Don't confuse resolution \(\Delta\) with Bounded Quantization Noise \(-\Delta/2 \sim \Delta/2\)

Redundancy

decision level

final digital output for an \(N\)-bit \(M\)-step ADC can be calculated \[ D_{out} = s(M) + \sum_{i=1}^{M-1}(2\cdot b[i] - 1)\times s(i) + (b[0] -1)\cdot s(1) \]

i	M	M-1	M-2	...	2	1	0
b[i]		b[M-1]	b[M-2]	...	b[2]	b[1]	b[0]
s[i]	s(M)	s(M-1)	s(M-2)	...	s(2)	s(1)

track the decision level

For \(N\)-bit binary weighted algorithm,\(N=M\) and \(s(i)=2^{i-1}\), where \(i\in \{N, N-1,...,2,1 \}\)

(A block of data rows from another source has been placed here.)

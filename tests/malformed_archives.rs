//! Tests for malformed and corrupted container handling.
//!
//! Input with the wrong shape is captured, not rejected. Input that looks
//! right but breaks mid-read is an error.

mod common;

use common::{FLEET, Member, SQLITE_MEMBER, XML_MEMBER};
use z21cfg::read::{Container, parse_bytes};
use z21cfg::{Error, FallbackReason};

#[test]
fn test_plain_text_is_one_block() {
    let data = b"Lok;Adresse\nBR 218;3\n";
    let outcome = parse_bytes(data).unwrap();
    assert_eq!(outcome.fallback_reason(), Some(&FallbackReason::NotZip));

    let config = outcome.config();
    assert!(config.locomotives.is_empty());
    assert_eq!(config.unknown_blocks.len(), 1);
    assert_eq!(config.unknown_blocks[0].offset, 0);
    assert_eq!(config.unknown_blocks[0].length, data.len() as u64);
    assert_eq!(config.unknown_blocks[0].data, data.to_vec());
}

#[test]
fn test_empty_input_is_one_empty_block() {
    let outcome = parse_bytes(&[]).unwrap();
    assert!(outcome.is_fallback());
    assert_eq!(outcome.config().unknown_blocks.len(), 1);
    assert_eq!(outcome.config().unknown_blocks[0].length, 0);
}

#[test]
fn test_bare_sqlite_file_is_not_a_container() {
    let payload = common::sqlite_payload(common::SINGLE_LOCO);
    let outcome = parse_bytes(&payload).unwrap();
    assert_eq!(outcome.fallback_reason(), Some(&FallbackReason::NotZip));
    assert!(outcome.config().locomotives.is_empty());
    assert_eq!(outcome.config().unknown_blocks[0].data, payload);
}

#[test]
fn test_truncated_container_is_captured() {
    let bytes = common::sqlite_container(FLEET);
    let truncated = &bytes[..bytes.len() / 2];
    let outcome = parse_bytes(truncated).unwrap();
    assert_eq!(outcome.fallback_reason(), Some(&FallbackReason::NotZip));
    assert_eq!(
        outcome.config().unknown_blocks[0].length,
        truncated.len() as u64
    );
}

#[test]
fn test_malformed_xml_payload_is_captured() {
    let xml = "<z21><locos><loco><name>Lok</name></locos>";
    let outcome = parse_bytes(&common::xml_container(xml)).unwrap();
    assert!(matches!(
        outcome.fallback_reason(),
        Some(FallbackReason::MalformedXml(_))
    ));

    let config = outcome.config();
    assert!(config.locomotives.is_empty());
    assert_eq!(config.unknown_blocks.len(), 1);
    assert_eq!(config.unknown_blocks[0].length, xml.len() as u64);
    assert_eq!(config.unknown_blocks[0].data, xml.as_bytes());
}

#[test]
fn test_malformed_xml_keeps_multibyte_length() {
    let xml = "<z21><name>Köf – Ü</name>";
    let outcome = parse_bytes(&common::xml_container(xml)).unwrap();
    assert!(outcome.is_fallback());
    assert_eq!(
        outcome.config().unknown_blocks[0].length,
        xml.as_bytes().len() as u64
    );
}

#[test]
fn test_garbage_sqlite_payload_is_error() {
    let bytes = common::build_container(&[Member::deflated(
        SQLITE_MEMBER,
        b"this is not a database at all, just text".repeat(50),
    )]);
    let err = parse_bytes(&bytes).unwrap_err();
    assert!(err.is_database_error(), "unexpected error: {:?}", err);
}

#[test]
fn test_unexpected_schema_is_error() {
    let dir = tempfile::TempDir::new().unwrap();
    let db_path = dir.path().join("other.sqlite");
    let conn = rusqlite::Connection::open(&db_path).unwrap();
    conn.execute_batch("CREATE TABLE cars (id INTEGER PRIMARY KEY, model TEXT);")
        .unwrap();
    drop(conn);

    let bytes = common::build_container(&[Member::deflated(
        SQLITE_MEMBER,
        std::fs::read(&db_path).unwrap(),
    )]);
    let err = parse_bytes(&bytes).unwrap_err();
    assert!(matches!(err, Error::Database(_)));
}

#[test]
fn test_corrupted_member_data_is_error() {
    let mut bytes = common::build_container(&[Member::stored(
        XML_MEMBER,
        "<z21><locos></locos></z21>".repeat(200).into_bytes(),
    )]);
    // Local header (30 bytes) plus the member name, then the stored data.
    let inside = 30 + XML_MEMBER.len() + 100;
    bytes[inside] ^= 0xA5;

    let err = parse_bytes(&bytes).unwrap_err();
    assert!(matches!(err, Error::Io(_) | Error::Zip(_)), "unexpected error: {:?}", err);
}

#[test]
fn test_write_from_non_zip_source_fails() {
    let (dir, path) = common::write_fixture("notes.z21", b"no archive here");
    let container = Container::open(&path).unwrap();
    let mut config = container.parse().unwrap().into_config();
    assert_eq!(config.unknown_blocks.len(), 1);

    let output = dir.path().join("out.z21");
    let err = container.write(&mut config, &output).unwrap_err();
    assert!(matches!(err, Error::Zip(_)));
    assert!(!output.exists());
}

#[test]
fn test_open_directory_is_error() {
    let dir = tempfile::TempDir::new().unwrap();
    assert!(Container::open(dir.path()).is_err());
}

\[\begin{align} D_{out} &= s(M) + \sum_{i=1}^{M-1}(2\cdot b[i] - 1)\times s(i) + (b[0] -1) \\ &= 2^{N-1} + \sum_{i=1}^{N-1}2^i\cdot b[i] - \sum_{i=0}^{N-2}2^{i} + (b[0] -1) \\ &= \sum_{i=0}^{N-1} b[i] \cdot 2^i \end{align}\]

Error Tolerance Window

\[ \varepsilon_t(n) = \sum_{i=1}^{n-2} s(i) - s(n-1) \]

where \(n\in [1, N]\), and \(N\)-bit SAR

For the \(n\)th output bit, once a decision is made, the next decision level will either move up or down by the step size of \(s(n − 1)\)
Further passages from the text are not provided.